- Relator(a)
- Ministro Joel Ilan Paciornik
- Órgão julgador
- Quinta Turma
- Data do julgamento
- 28/06/2016
- Data de publicação
- 01/08/2016
STJ – Acórdão, Rel. Ministro Joel Ilan Paciornik, Quinta Turma, j. 28/06/2016, p. 01/08/2016
RECURSO EM HABEAS CORPUS. TRÁFICO DE DROGAS E ASSOCIAÇÃO PARA O TRÁFICO. REVOGAÇÃO DA PRISÃO PREVENTIVA. IMPOSSIBILIDADE. FUNDAMENTAÇÃO IDÔNEA. PACIENTE APONTADO COMO GERENTE DA ASSOCIAÇÃO CRIMINOSA. PERICULOSIDADE CONCRETA EVIDENCIADA. GARANTIA DA ORDEM PÚBLICA. MEDIDAS CAUTELARES DIVERSAS DA PRISÃO. INEFICÁCIA. CONDIÇÕES PESSOAIS FAVORÁVEIS. IRRELEVÂNCIA. RECURSO DESPROVIDO. 1. Considerando a natureza excepcional da prisão preventiva, somente se verifica a possibilidade da sua imposição quando evidenciado, de forma fundamentada e com base em dados concretos, o preenchimento dos pressupostos e requisitos previstos no art.312 do Código de Processo Penal - CPP. Deve, ainda, ser mantida a prisão antecipada apenas quando não for possível a aplicação de medida cautelar diversa, nos termos do previsto no art. 319 do CPP. As soberanas na análise dos fatos, entenderam que restou demonstrada a periculosidade concreta do paciente, que é apontado como um dos gerentes da "organização criminosa estruturada que dissemina o tráfico de droga (com movimentação de uma significativa quantidade de substância entorpecente)", o que autoriza a imposição da medida extrema para garantia da ordem pública e visando interromper a atividade criminosa.

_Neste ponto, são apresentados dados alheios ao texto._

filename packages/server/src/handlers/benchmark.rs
use axum::Json;
use axum::extract::{DefaultBodyLimit, Multipart, Path, Query, State};
use axum::http::{HeaderValue, StatusCode, header};
use axum::response::{Html, IntoResponse, Redirect};
use bench_common::csv::UploadedFile;
use bench_common::export::export_zip;
use tracing::instrument;

use crate::error::{AppError, ErrorBody};
use crate::extractors::session::{AuthUser, MaybeUser};
use crate::models::benchmark::*;
use crate::models::shared::{BENCHMARKS_PER_PAGE, Pagination, page_number};
use crate::services::BenchmarkService;
use crate::state::AppState;

const UPLOAD_FORM: &str = include_str!("../../assets/upload.html");

/// Body limit layer for the upload route (512MB).
pub fn upload_body_limit() -> DefaultBodyLimit {
    DefaultBodyLimit::max(512 * 1024 * 1024)
}

#[utoipa::path(
    get,
    path = "/benchmarks",
    tag = "Benchmarks",
    operation_id = "listBenchmarks",
    summary = "List benchmarks",
    description = "Returns live benchmarks, newest first, 10 per page. A non-empty `query` keeps only benchmarks whose title or description contains it.",
    params(BenchmarkListQuery),
    responses(
        (status = 200, description = "One page of benchmarks", body = BenchmarkListResponse),
    ),
)]
#[instrument(skip(state, query), fields(query = query.query.as_deref().unwrap_or("")))]
pub async fn list_benchmarks(
    State(state): State<AppState>,
    Query(query): Query<BenchmarkListQuery>,
) -> Result<Json<BenchmarkListResponse>, AppError> {
    let page = page_number(query.page);
    let result = BenchmarkService::new(&state)
        .list(query.query.as_deref(), page)
        .await?;

    Ok(Json(BenchmarkListResponse {
        data: result
            .items
            .into_iter()
            .map(|(model, owner)| BenchmarkResponse::new(model, owner))
            .collect(),
        pagination: Pagination::new(page, BENCHMARKS_PER_PAGE, result.total),
    }))
}

#[utoipa::path(
    get,
    path = "/benchmark",
    tag = "Benchmarks",
    operation_id = "uploadForm",
    summary = "Upload form",
    responses(
        (status = 200, description = "HTML upload form", body = String, content_type = "text/html"),
        (status = 401, description = "Not logged in (UNAUTHORIZED)", body = ErrorBody),
    ),
)]
pub async fn upload_form(_user: AuthUser) -> Html<&'static str> {
    Html(UPLOAD_FORM)
}

#[utoipa::path(
    post,
    path = "/benchmark",
    tag = "Benchmarks",
    operation_id = "createBenchmark",
    summary = "Upload a benchmark",
    description = "Parses 1 to 30 CSV captures, stores them as one benchmark and redirects to it. An AI summary is generated in the background when enabled.",
    request_body(content = CreateBenchmarkForm, content_type = "multipart/form-data"),
    responses(
        (status = 303, description = "Created; `Location` points at the new benchmark", body = CreatedBenchmarkResponse),
        (status = 400, description = "Invalid form or CSV (VALIDATION_ERROR)", body = ErrorBody),
        (status = 401, description = "Not logged in (UNAUTHORIZED)", body = ErrorBody),
        (status = 500, description = "Storage failure (INTERNAL_ERROR)", body = ErrorBody),
    ),
)]
#[instrument(skip(state, user, multipart))]
pub async fn create_benchmark(
    MaybeUser(user): MaybeUser,
    State(state): State<AppState>,
    mut multipart: Multipart,
) -> Result<impl IntoResponse, AppError> {
    if user.is_none() {
        return Err(AppError::Unauthorized);
    }

    let mut title = String::new();
    let mut description = String::new();
    let mut files = Vec::new();

    while let Some(field) = multipart
        .next_field()
        .await
        .map_err(|e| AppError::Validation(format!("Multipart error: {e}")))?
    {
        let name = field.name().unwrap_or_default().to_string();
        match name.as_str() {
            "title" => {
                title = field
                    .text()
                    .await
                    .map_err(|e| AppError::Validation(format!("Failed to read title: {e}")))?;
            }
            "description" => {
                description = field.text().await.map_err(|e| {
                    AppError::Validation(format!("Failed to read description: {e}"))
                })?;
            }
            "files" | "files[]" => {
                let file_name = field.file_name().unwrap_or_default().to_string();
                let data = field
                    .bytes()
                    .await
                    .map_err(|e| AppError::Validation(format!("Failed to read file: {e}")))?;
                files.push(UploadedFile {
                    name: file_name,
                    data: data.to_vec(),
                });
            }
            _ => {}
        }
    }

    let id = BenchmarkService::new(&state)
        .create(user.as_ref(), &title, &description, files)
        .await?;

    Ok((
        StatusCode::SEE_OTHER,
        [(header::LOCATION, format!("/benchmark/{id}"))],
        Json(CreatedBenchmarkResponse { id }),
    ))
}

#[utoipa::path(
    get,
    path = "/benchmark/{id}",
    tag = "Benchmarks",
    operation_id = "getBenchmark",
    summary = "Get a benchmark with its runs",
    params(("id" = i32, Path, description = "Benchmark ID")),
    responses(
        (status = 200, description = "Benchmark and decoded runs", body = BenchmarkDetailResponse),
        (status = 404, description = "Benchmark not found (NOT_FOUND)", body = ErrorBody),
        (status = 500, description = "Benchmark data unreadable (INTERNAL_ERROR)", body = ErrorBody),
    ),
)]
#[instrument(skip(state))]
pub async fn get_benchmark(
    State(state): State<AppState>,
    Path(id): Path<i32>,
) -> Result<Json<BenchmarkDetailResponse>, AppError> {
    let ((model, owner), runs) = BenchmarkService::new(&state).read(id).await?;

    Ok(Json(BenchmarkDetailResponse {
        ai_summary_in_progress: state.summarizer.is_in_flight(id),
        benchmark: BenchmarkResponse::new(model, owner),
        runs,
    }))
}

#[utoipa::path(
    get,
    path = "/benchmark/{id}/download",
    tag = "Benchmarks",
    operation_id = "downloadBenchmark",
    summary = "Download runs as CSV files",
    description = "Returns a ZIP archive with one CSV capture per run.",
    params(("id" = i32, Path, description = "Benchmark ID")),
    responses(
        (status = 200, description = "ZIP archive", body = Vec<u8>, content_type = "application/zip"),
        (status = 404, description = "Benchmark not found (NOT_FOUND)", body = ErrorBody),
    ),
)]
#[instrument(skip(state))]
pub async fn download_benchmark(
    State(state): State<AppState>,
    Path(id): Path<i32>,
) -> Result<impl IntoResponse, AppError> {
    let (_, runs) = BenchmarkService::new(&state).read(id).await?;

    let archive = tokio::task::spawn_blocking(move || export_zip(&runs))
        .await
        .map_err(|e| AppError::Internal(format!("export task failed: {e}")))?
        .map_err(|e| AppError::Internal(e.to_string()))?;

    let disposition = HeaderValue::from_str(&format!("attachment; filename=\"benchmark_{id}.zip\""))
        .map_err(|e| AppError::Internal(e.to_string()))?;

    Ok((
        [
            (header::CONTENT_TYPE, HeaderValue::from_static("application/zip")),
            (header::CONTENT_DISPOSITION, disposition),
        ],
        archive,
    ))
}

#[utoipa::path(
    delete,
    path = "/benchmark/{id}",
    tag = "Benchmarks",
    operation_id = "deleteBenchmark",
    summary = "Delete a benchmark",
    description = "Only the owner may delete. The response carries `HX-Redirect: /benchmarks`.",
    params(("id" = i32, Path, description = "Benchmark ID")),
    responses(
        (status = 200, description = "Deleted", body = DeletedBenchmarkResponse),
        (status = 401, description = "Not logged in (UNAUTHORIZED) or not the owner (NOT_OWNER)", body = ErrorBody),
        (status = 404, description = "Benchmark not found (NOT_FOUND)", body = ErrorBody),
    ),
)]
#[instrument(skip(state, user))]
pub async fn delete_benchmark(
    MaybeUser(user): MaybeUser,
    State(state): State<AppState>,
    Path(id): Path<i32>,
) -> Result<impl IntoResponse, AppError> {
    BenchmarkService::new(&state).delete(id, user.as_ref()).await?;

    Ok((
        [("HX-Redirect", "/benchmarks")],
        Json(DeletedBenchmarkResponse {
            id,
            message: "Benchmark deleted successfully".into(),
        }),
    ))
}

/// `GET /` lands on the listing.
pub async fn index() -> Redirect {
    Redirect::temporary("/benchmarks")
}
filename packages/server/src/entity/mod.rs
pub mod benchmark;
pub mod session;
pub mod user;
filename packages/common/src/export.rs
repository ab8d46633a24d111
//! Re-export of stored runs as a ZIP of CSV captures.

use std::collections::HashSet;
use std::fmt::Write as _;
use std::io::{Cursor, Write};

use thiserror::Error;
use zip::write::SimpleFileOptions;
use zip::{CompressionMethod, ZipWriter};

use crate::run::{BenchmarkRun, Column};

const SPEC_HEADER: &str = "os,cpu,gpu,ram,kernel,driver,cpuscheduler";
const TRAILING_HEADERS: &str = "process_rss,elapsed";

#[derive(Debug, Error)]
pub enum ExportError {
    #[error("could not create file in zip: {0}")]
    Zip(#[from] zip::result::ZipError),

    #[error("could not write CSV data: {0}")]
    Io(#[from] std::io::Error),
}

/// Build a deflated ZIP holding one `<label>.csv` per run.
///
/// Repeated labels get a ` (n)` suffix so every entry name is unique.
pub fn export_zip(runs: &[BenchmarkRun]) -> Result<Vec<u8>, ExportError> {
    let mut writer = ZipWriter::new(Cursor::new(Vec::new()));
    let options = SimpleFileOptions::default().compression_method(CompressionMethod::Deflated);
    let mut used = HashSet::new();

    for run in runs {
        let name = unique_name(&run.label, &mut used);
        writer.start_file(name, options)?;
        writer.write_all(render_csv(run).as_bytes())?;
    }

    Ok(writer.finish()?.into_inner())
}

fn unique_name(label: &str, used: &mut HashSet<String>) -> String {
    let label = entry_stem(label);
    let mut name = format!("{label}.csv");
    let mut n = 2;
    while !used.insert(name.clone()) {
        name = format!("{label} ({n}).csv");
        n += 1;
    }
    name
}

/// Final path component of a label, so entries always land at the archive root.
fn entry_stem(label: &str) -> &str {
    match label.rsplit(['/', '\\']).next().unwrap_or_default() {
        "" | "." | ".." => "run",
        stem => stem,
    }
}

/// Render a run in the capture layout accepted by the upload parser.
pub fn render_csv(run: &BenchmarkRun) -> String {
    let spec = &run.spec;
    let mut out = String::with_capacity(run.len() * 96 + 512);

    out.push_str(SPEC_HEADER);
    out.push('\n');
    let _ = writeln!(
        out,
        "{},{},{},{},{},,{}",
        spec.os, spec.cpu, spec.gpu, spec.ram, spec.kernel, spec.scheduler
    );

    for column in Column::ALL {
        out.push_str(column.header_name());
        out.push(',');
    }
    out.push_str(TRAILING_HEADERS);
    out.push('\n');

    for i in 0..run.len() {
        for column in Column::ALL {
            let value = run.column(column).get(i).copied().unwrap_or(0.0);
            let _ = write!(out, "{value:.4},");
        }
        out.push_str("0,0\n");
    }

    out
}
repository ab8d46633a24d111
pub mod session;
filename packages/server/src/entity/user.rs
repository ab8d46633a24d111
use sea_orm::entity::prelude::*;
use serde::{Deserialize, Serialize};

#[sea_orm::model]
#[derive(Clone, Debug, PartialEq, Eq, DeriveEntityModel, Serialize, Deserialize)]
#[sea_orm(table_name = "user")]
pub struct Model {
    #[sea_orm(primary_key)]
    pub id: i32,

    /// Discord snowflake, at most 20 digits.
    #[sea_orm(unique)]
    pub discord_id: String,
    /// Discord display name, truncated to 32 characters.
    pub username: String,
    #[sea_orm(default_value = false)]
    pub is_admin: bool,

    #[sea_orm(has_many)]
    pub benchmarks: HasMany<super::benchmark::Entity>,

    pub created_at: DateTimeUtc,
    pub updated_at: DateTimeUtc,
    pub deleted_at: Option<DateTimeUtc>,
}

impl ActiveModelBehavior for ActiveModel {}
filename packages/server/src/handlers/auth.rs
use axum::extract::{Query, State};
use axum::response::Redirect;
use axum_extra::extract::CookieJar;
use axum_extra::extract::cookie::{Cookie, SameSite};
use serde::Deserialize;
use tracing::{info, instrument};
use utoipa::IntoParams;

use crate::error::{AppError, ErrorBody};
use crate::extractors::session::session_id;
use crate::services::session::{SESSION_COOKIE, SESSION_TTL_DAYS};
use crate::services::{SessionService, UserService};
use crate::state::AppState;

#[derive(Deserialize, IntoParams)]
pub struct CallbackQuery {
    pub code: Option<String>,
    pub state: Option<String>,
}

fn session_cookie(id: String) -> Cookie<'static> {
    Cookie::build((SESSION_COOKIE, id))
        .path("/")
        .http_only(true)
        .same_site(SameSite::Lax)
        .max_age(time::Duration::days(SESSION_TTL_DAYS))
        .build()
}

#[utoipa::path(
    get,
    path = "/login",
    tag = "Auth",
    operation_id = "login",
    summary = "Start Discord login",
    description = "Stores a fresh state nonce in the session and redirects to Discord's authorize page.",
    responses(
        (status = 307, description = "Redirect to Discord"),
    ),
)]
#[instrument(skip(state, jar))]
pub async fn login(
    State(state): State<AppState>,
    jar: CookieJar,
) -> Result<(CookieJar, Redirect), AppError> {
    let existing = session_id(&jar);
    let (id, nonce) = SessionService::new(&state.db)
        .begin_login(existing.as_deref())
        .await?;

    let url = state
        .oauth
        .authorize_url(&nonce)
        .map_err(|e| AppError::Internal(e.to_string()))?;

    Ok((jar.add(session_cookie(id)), Redirect::temporary(url.as_str())))
}

#[utoipa::path(
    get,
    path = "/login/callback",
    tag = "Auth",
    operation_id = "loginCallback",
    summary = "Finish Discord login",
    description = "Checks the state nonce, exchanges the code, creates or updates the user and binds it to the session.",
    params(CallbackQuery),
    responses(
        (status = 307, description = "Logged in; redirect to `/`"),
        (status = 400, description = "State mismatch (VALIDATION_ERROR)", body = ErrorBody),
        (status = 500, description = "Discord request failed (INTERNAL_ERROR)", body = ErrorBody),
    ),
)]
#[instrument(skip(state, jar, query))]
pub async fn login_callback(
    State(state): State<AppState>,
    jar: CookieJar,
    Query(query): Query<CallbackQuery>,
) -> Result<Redirect, AppError> {
    let invalid_state = || AppError::Validation("Invalid Discord state".into());

    let id = session_id(&jar).ok_or_else(invalid_state)?;
    let sessions = SessionService::new(&state.db);
    let returned_state = query.state.as_deref().unwrap_or_default();
    if !sessions.state_matches(&id, returned_state).await? {
        return Err(invalid_state());
    }

    let code = query.code.as_deref().unwrap_or_default();
    let token = state
        .oauth
        .exchange_code(code)
        .await
        .map_err(|e| AppError::Internal(format!("Failed to exchange code for token: {e}")))?;
    let discord_user = state.oauth.fetch_user(&token).await.map_err(|e| {
        AppError::Internal(format!("Failed to get user details from Discord: {e}"))
    })?;

    let user = UserService::new(&state.db)
        .upsert_discord_user(&discord_user.id, &discord_user.username)
        .await?;
    sessions.bind_user(&id, &user).await?;

    info!(user_id = user.id, username = %user.username, "User logged in");
    Ok(Redirect::temporary("/"))
}

#[utoipa::path(
    get,
    path = "/logout",
    tag = "Auth",
    operation_id = "logout",
    summary = "Log out",
    responses(
        (status = 307, description = "Session cleared; redirect to `/`"),
    ),
)]
#[instrument(skip(state, jar))]
pub async fn logout(
    State(state): State<AppState>,
    jar: CookieJar,
) -> Result<(CookieJar, Redirect), AppError> {
    if let Some(id) = session_id(&jar) {
        SessionService::new(&state.db).destroy(&id).await?;
    }

    let jar = jar.remove(Cookie::build(SESSION_COOKIE).path("/"));
    Ok((jar, Redirect::temporary("/")))
}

Dessa forma, a prisão processual está devidamente fundamentada na necessidade de garantir a ordem pública, não havendo falar, portanto, em existência de flagrante ilegalidade. 2. Inaplicável medida cautelar alternativa quando as circunstâncias evidenciam que as providências menos gravosas seriam insuficientes para a manutenção da ordem pública. 3. Esta Corte Superior possui entendimento firme no sentido de que a presença de condições pessoais favoráveis do agente, como primariedade, domicílio certo e emprego lícito, não representa óbice, por si só, à decretação da prisão preventiva, quando identificados os requisitos legais à imposição da medida segregatória 4. Recurso em habeas corpus desprovido. (RHC n. 70.664/MG, relator Ministro Joel Ilan Paciornik, Quinta Turma, julgado em 28/6/2016, DJe de 1/8/2016.)